I am developing a large-scale RIA application using Ext JS 4. Inside my index.html I've the following definitions:

<link rel="stylesheet" href="ext/resources/css/ext-all.css">
<link rel="stylesheet" href="ext/src/ux/grid/css/GridFilters.css">
<link rel="stylesheet" href="ext/src/ux/grid/css/RangeMenu.css">
<link rel="stylesheet" href="resources/css/default/index.css">
<link rel="stylesheet" href="resources/css/default/profile/user.css">
<link rel="stylesheet" href="resources/css/default/profile/documents.css">

The problem
In provided code only index.css is present, but each view in my application will have its own CSS stylesheet, which will use its own sprites/images (I've added user.css and documents.css in provided code as example).
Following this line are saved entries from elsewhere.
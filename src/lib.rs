//! NearStop proximity core
//!
//! Tracks the user's position against a chosen destination and raises a
//! single haptic/visual alert when the user comes within the alert radius.

pub mod core;
pub mod algorithms;
pub mod processing;
pub mod validation;
pub mod utils;
pub mod hardware;
pub mod api;

// Re-export commonly used types
pub use crate::core::{GeoPoint, PositionSample, DEFAULT_ALERT_DISTANCE_KM, EARTH_RADIUS_KM};
pub use crate::algorithms::{checked_haversine_km, haversine_km};
pub use crate::processing::{ProximityResult, ProximityTracker, TrackerPhase, TrackerSnapshot};
pub use crate::validation::{TrackerError, TrackerResult};
pub use crate::utils::{ConfigError, ConfigurationManager, ProximityConfig};
pub use crate::hardware::{
    location_channel, ChannelLocationSource, LocationError, LocationResult, LocationSender,
    LocationSource, MockLocationSource,
};
pub use crate::api::{
    MapView, Presenter, ProximitySession, RecordingPresenter, SessionError, SessionResult,
    SessionStats, StatusView, VibrationPattern,
};
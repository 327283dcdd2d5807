//! Position processing

pub mod tracker;

pub use tracker::{ProximityResult, ProximityTracker, TrackerPhase, TrackerSnapshot};
//! Presentation layer interface

use crate::api::types::{StatusView, VibrationPattern};

/// Screen and haptics owned by the host platform
pub trait Presenter {
    /// Redraw the status card and markers
    fn render(&mut self, view: &StatusView);

    /// Vibrate and pulse the card. Called exactly once per arrival.
    fn alert(&mut self, pattern: &VibrationPattern);
}

/// Presenter that records every call, for tests and headless runs
#[derive(Debug, Default)]
pub struct RecordingPresenter {
    views: Vec<StatusView>,
    alerts: Vec<VibrationPattern>,
}

impl RecordingPresenter {
    /// Create an empty recorder
    pub fn new() -> Self {
        Self::default()
    }

    /// Every view rendered so far, oldest first
    pub fn views(&self) -> &[StatusView] {
        &self.views
    }

    /// Most recently rendered view
    pub fn last_view(&self) -> Option<&StatusView> {
        self.views.last()
    }

    /// Patterns passed to every alert so far
    pub fn alerts(&self) -> &[VibrationPattern] {
        &self.alerts
    }

    /// Number of alerts fired
    pub fn alert_count(&self) -> usize {
        self.alerts.len()
    }
}

impl Presenter for RecordingPresenter {
    fn render(&mut self, view: &StatusView) {
        self.views.push(view.clone());
    }

    fn alert(&mut self, pattern: &VibrationPattern) {
        self.alerts.push(pattern.clone());
    }
}
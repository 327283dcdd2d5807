//! Physical constants and system defaults

/// Mean Earth radius used for great-circle distances (km)
pub const EARTH_RADIUS_KM: f64 = 6371.0;

/// Default alert radius (km)
pub const DEFAULT_ALERT_DISTANCE_KM: f64 = 1.0;

/// Default vibration pattern: alternating on/off durations (ms)
pub const DEFAULT_VIBRATION_PATTERN_MS: [u32; 5] = [700, 300, 700, 300, 700];

/// Default map zoom level for the first fix
pub const DEFAULT_MAP_ZOOM: u8 = 16;

pub const MIN_LATITUDE: f64 = -90.0;
pub const MAX_LATITUDE: f64 = 90.0;
pub const MIN_LONGITUDE: f64 = -180.0;
pub const MAX_LONGITUDE: f64 = 180.0;
//! Input validation errors raised by the tracker

use thiserror::Error;

/// Errors raised synchronously by tracker operations.
///
/// A failing operation never mutates tracker state.
#[derive(Debug, Clone, Copy, PartialEq, Error)]
pub enum TrackerError {
    /// Malformed coordinate or accuracy value
    #[error("invalid input: {field} = {value}")]
    InvalidInput { field: &'static str, value: f64 },
}

/// Result type for tracker operations
pub type TrackerResult<T> = Result<T, TrackerError>;

#[cfg(test)]
mod tests {
    use super::*;

    #[test]
    fn test_display() {
        let error = TrackerError::InvalidInput {
            field: "latitude",
            value: 91.0,
        };
        assert_eq!(error.to_string(), "invalid input: latitude = 91");
    }
}
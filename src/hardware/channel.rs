//! Channel-backed location source
//!
//! Platform callbacks push samples and errors through a [`LocationSender`],
//! possibly from another thread. The owning session drains them in order
//! through the [`LocationSource`] interface, so tracker updates stay serialized.

use crate::core::PositionSample;
use crate::hardware::{LocationError, LocationResult, LocationSource};
use log::warn;
use std::sync::mpsc::{self, Receiver, Sender, TryRecvError};

/// Create a connected sender/source pair
pub fn location_channel() -> (LocationSender, ChannelLocationSource) {
    let (tx, rx) = mpsc::channel();
    (
        LocationSender { tx },
        ChannelLocationSource {
            rx,
            active: false,
            closed: false,
        },
    )
}

/// Writing end handed to the platform sensor callback
#[derive(Debug, Clone)]
pub struct LocationSender {
    tx: Sender<LocationResult<PositionSample>>,
}

impl LocationSender {
    /// Push a sample; returns false once the source has been dropped
    pub fn send_sample(&self, sample: PositionSample) -> bool {
        self.tx.send(Ok(sample)).is_ok()
    }

    /// Push a sensor failure; returns false once the source has been dropped
    pub fn send_error(&self, error: LocationError) -> bool {
        self.tx.send(Err(error)).is_ok()
    }
}

/// Reading end owned by the session
#[derive(Debug)]
pub struct ChannelLocationSource {
    rx: Receiver<LocationResult<PositionSample>>,
    active: bool,
    closed: bool,
}

impl LocationSource for ChannelLocationSource {
    fn start(&mut self) -> LocationResult<()> {
        if self.closed {
            return Err(LocationError::Unavailable);
        }
        self.active = true;
        Ok(())
    }

    fn stop(&mut self) {
        self.active = false;
        while self.rx.try_recv().is_ok() {}
    }

    fn is_active(&self) -> bool {
        self.active
    }

    fn poll(&mut self) -> LocationResult<Option<PositionSample>> {
        if !self.active {
            return Ok(None);
        }

        match self.rx.try_recv() {
            Ok(event) => event.map(Some),
            Err(TryRecvError::Empty) => Ok(None),
            Err(TryRecvError::Disconnected) => {
                warn!("All location senders dropped, stopping source");
                self.closed = true;
                self.active = false;
                Err(LocationError::Unavailable)
            }
        }
    }
}
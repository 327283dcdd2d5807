//! Mock location source for testing and development

use crate::core::{GeoPoint, PositionSample};
use crate::hardware::{LocationError, LocationResult, LocationSource};
use std::collections::VecDeque;

/// Scripted location source
pub struct MockLocationSource {
    queue: VecDeque<LocationResult<PositionSample>>,
    active: bool,
    connected: bool,
    loss_reported: bool,
    start_error: Option<LocationError>,
    samples_delivered: u32,
    errors_delivered: u32,
    next_timestamp_ms: u64,
}

impl MockLocationSource {
    /// Create an idle, connected source with an empty queue
    pub fn new() -> Self {
        Self {
            queue: VecDeque::new(),
            active: false,
            connected: true,
            loss_reported: false,
            start_error: None,
            samples_delivered: 0,
            errors_delivered: 0,
            next_timestamp_ms: 0,
        }
    }

    /// Queue a sample
    pub fn push_sample(&mut self, sample: PositionSample) {
        self.queue.push_back(Ok(sample));
    }

    /// Queue a fix at the given coordinates, stamped 1 s after the previous one
    pub fn push_fix(&mut self, latitude: f64, longitude: f64, accuracy_m: f64) {
        self.next_timestamp_ms += 1000;
        let sample = PositionSample {
            point: GeoPoint { latitude, longitude },
            accuracy_m,
            timestamp_ms: self.next_timestamp_ms,
        };
        self.queue.push_back(Ok(sample));
    }

    /// Queue a sensor failure
    pub fn push_error(&mut self, error: LocationError) {
        self.queue.push_back(Err(error));
    }

    /// Make the next `start` call fail
    pub fn fail_start(&mut self, error: LocationError) {
        self.start_error = Some(error);
    }

    /// Simulate losing the sensor. The loss is reported once as `Unavailable`.
    pub fn disconnect(&mut self) {
        self.connected = false;
        self.loss_reported = false;
    }

    /// Restore the sensor after `disconnect`
    pub fn reconnect(&mut self) {
        self.connected = true;
    }

    /// Events not yet polled
    pub fn queued_count(&self) -> usize {
        self.queue.len()
    }

    /// Samples returned by `poll` so far
    pub fn samples_delivered(&self) -> u32 {
        self.samples_delivered
    }

    /// Errors returned by `poll` so far
    pub fn errors_delivered(&self) -> u32 {
        self.errors_delivered
    }
}

impl Default for MockLocationSource {
    fn default() -> Self {
        Self::new()
    }
}

impl LocationSource for MockLocationSource {
    fn start(&mut self) -> LocationResult<()> {
        if let Some(error) = self.start_error.take() {
            return Err(error);
        }
        self.active = true;
        Ok(())
    }

    fn stop(&mut self) {
        self.active = false;
    }

    fn is_active(&self) -> bool {
        self.active
    }

    fn poll(&mut self) -> LocationResult<Option<PositionSample>> {
        if !self.active {
            return Ok(None);
        }

        if !self.connected {
            if self.loss_reported {
                return Ok(None);
            }
            self.loss_reported = true;
            self.errors_delivered += 1;
            return Err(LocationError::Unavailable);
        }

        match self.queue.pop_front() {
            Some(Ok(sample)) => {
                self.samples_delivered += 1;
                Ok(Some(sample))
            }
            Some(Err(error)) => {
                self.errors_delivered += 1;
                Err(error)
            }
            None => Ok(None),
        }
    }
}
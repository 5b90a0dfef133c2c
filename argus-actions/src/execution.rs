// argus-actions/src/execution.rs
// ============================================================================
// Module: Argus Action Execution Model
// Description: Duplicate suppression and dry-run enforcement for actions.
// Dependencies: (none beyond this crate's error type)
// ============================================================================

//! ## Overview
//! Resolving an action never touches a store directly: the caller scans its
//! stored actions for a matching `idempotencyKey`/`actionId` and passes the
//! match (if any) in. This keeps the execution model pure and testable
//! without an in-memory or HTTP document store in scope.

use crate::error::ActionError;

/// Outcome of attempting to record an action.
#[derive(Debug, Clone, Copy, PartialEq, Eq)]
pub enum ActionStatus {
    /// No prior action existed with this idempotency key; the new action
    /// should be written.
    Created,
    /// An action with this idempotency key already exists; the stored
    /// document is left untouched.
    SkippedDuplicate,
}

/// Result of resolving one action attempt against already-stored actions.
#[derive(Debug, Clone, PartialEq, Eq)]
pub struct ActionOutcome {
    /// Whether to write the new action or leave the existing one alone.
    pub status: ActionStatus,
    /// Mirrors `status == SkippedDuplicate`, kept for document-field parity.
    pub duplicate: bool,
    /// The attempt number to record: the new attempt when created, or the
    /// existing stored attempt when skipped as a duplicate.
    pub attempt: i64,
}

/// Resolves an action attempt identified by `key` against `existing`, a list
/// of `(idempotencyKey, storedAttempt)` pairs already committed to the
/// actions index.
///
/// # Errors
///
/// Returns [`ActionError::NonPositiveAttempt`] when `attempt` is not
/// positive, and [`ActionError::LiveExecutionRejected`] when `dry_run` is
/// `false`. Both checks run before duplicate detection.
pub fn resolve_action(existing: &[(String, i64)], key: &str, attempt: i64, dry_run: bool) -> Result<ActionOutcome, ActionError> {
    if attempt <= 0 {
        return Err(ActionError::NonPositiveAttempt(attempt));
    }
    if !dry_run {
        return Err(ActionError::LiveExecutionRejected);
    }

    match existing.iter().find(|(existing_key, _)| existing_key == key) {
        Some((_, stored_attempt)) => Ok(ActionOutcome { status: ActionStatus::SkippedDuplicate, duplicate: true, attempt: *stored_attempt }),
        None => Ok(ActionOutcome { status: ActionStatus::Created, duplicate: false, attempt }),
    }
}

#[cfg(test)]
mod tests {
    use super::*;

    #[test]
    fn first_attempt_is_created() {
        let outcome = resolve_action(&[], "key-1", 1, true).expect("ok");
        assert_eq!(outcome.status, ActionStatus::Created);
        assert!(!outcome.duplicate);
        assert_eq!(outcome.attempt, 1);
    }

    #[test]
    fn duplicate_key_is_skipped_and_preserves_stored_attempt() {
        let existing = vec![("key-1".to_string(), 1)];
        let outcome = resolve_action(&existing, "key-1", 2, true).expect("ok");
        assert_eq!(outcome.status, ActionStatus::SkippedDuplicate);
        assert!(outcome.duplicate);
        assert_eq!(outcome.attempt, 1);
    }

    #[test]
    fn non_positive_attempt_is_rejected() {
        assert_eq!(resolve_action(&[], "key-1", 0, true).unwrap_err(), ActionError::NonPositiveAttempt(0));
        assert_eq!(resolve_action(&[], "key-1", -5, true).unwrap_err(), ActionError::NonPositiveAttempt(-5));
    }

    #[test]
    fn live_execution_is_rejected_before_duplicate_check() {
        let existing = vec![("key-1".to_string(), 1)];
        assert_eq!(resolve_action(&existing, "key-1", 1, false).unwrap_err(), ActionError::LiveExecutionRejected);
    }
}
That all will grow into a huge amount of not minified CSS files, which will slow down application loading time significantly.
Also, some styles of Ext JS 'ux' components are not included in ext-all.css (GridFilters.css and RangeMenu.css in provided code).

I can write down a script, which will compress all these CSS files into one file, but ...

The question

  1. Which is the correct way for styling Ext JS 4 applications? Maybe one should create SCSS files and do all styling there, and compile each time with compass compile to create CSS files and do development?
  2. Is there any way to include styles for 'ux' components which comes in standard Ext JS 4 distribution? Some thing like ext-all.css for 'ux components (something like ext-ux-all.css)

I hope many people are using Ext JS to create great applications and they've thought about or solved such problems for themselves. I'll be grateful for any share of knowledge regarding this topic.


Solution

  • I have a similar situation to yours.

    What I do is to first include the ext css file:

    <link rel="stylesheet" type="text/css" href="resources/css/ext-all-gray.css">
    

    Then all my app css is generated using compass. So there are a multitude of scss files that are compiled into a single css file. You can use compass watch so your css is compiled whenever a scss file changes.

    I have to say that once you get used to compass and sass/scss, it's very hard to justify plain css files - compass and sass generate better cross-browser css and the scss files are far easier to maintain and customise compared to plain css.

    As for the ux css. I wouldn't worry about it too much, but you have two options:

    • simply import your ux css files in your main scss file (see this answer);
    • use one of a multitude of css unifiers/mergers/minifiers out there.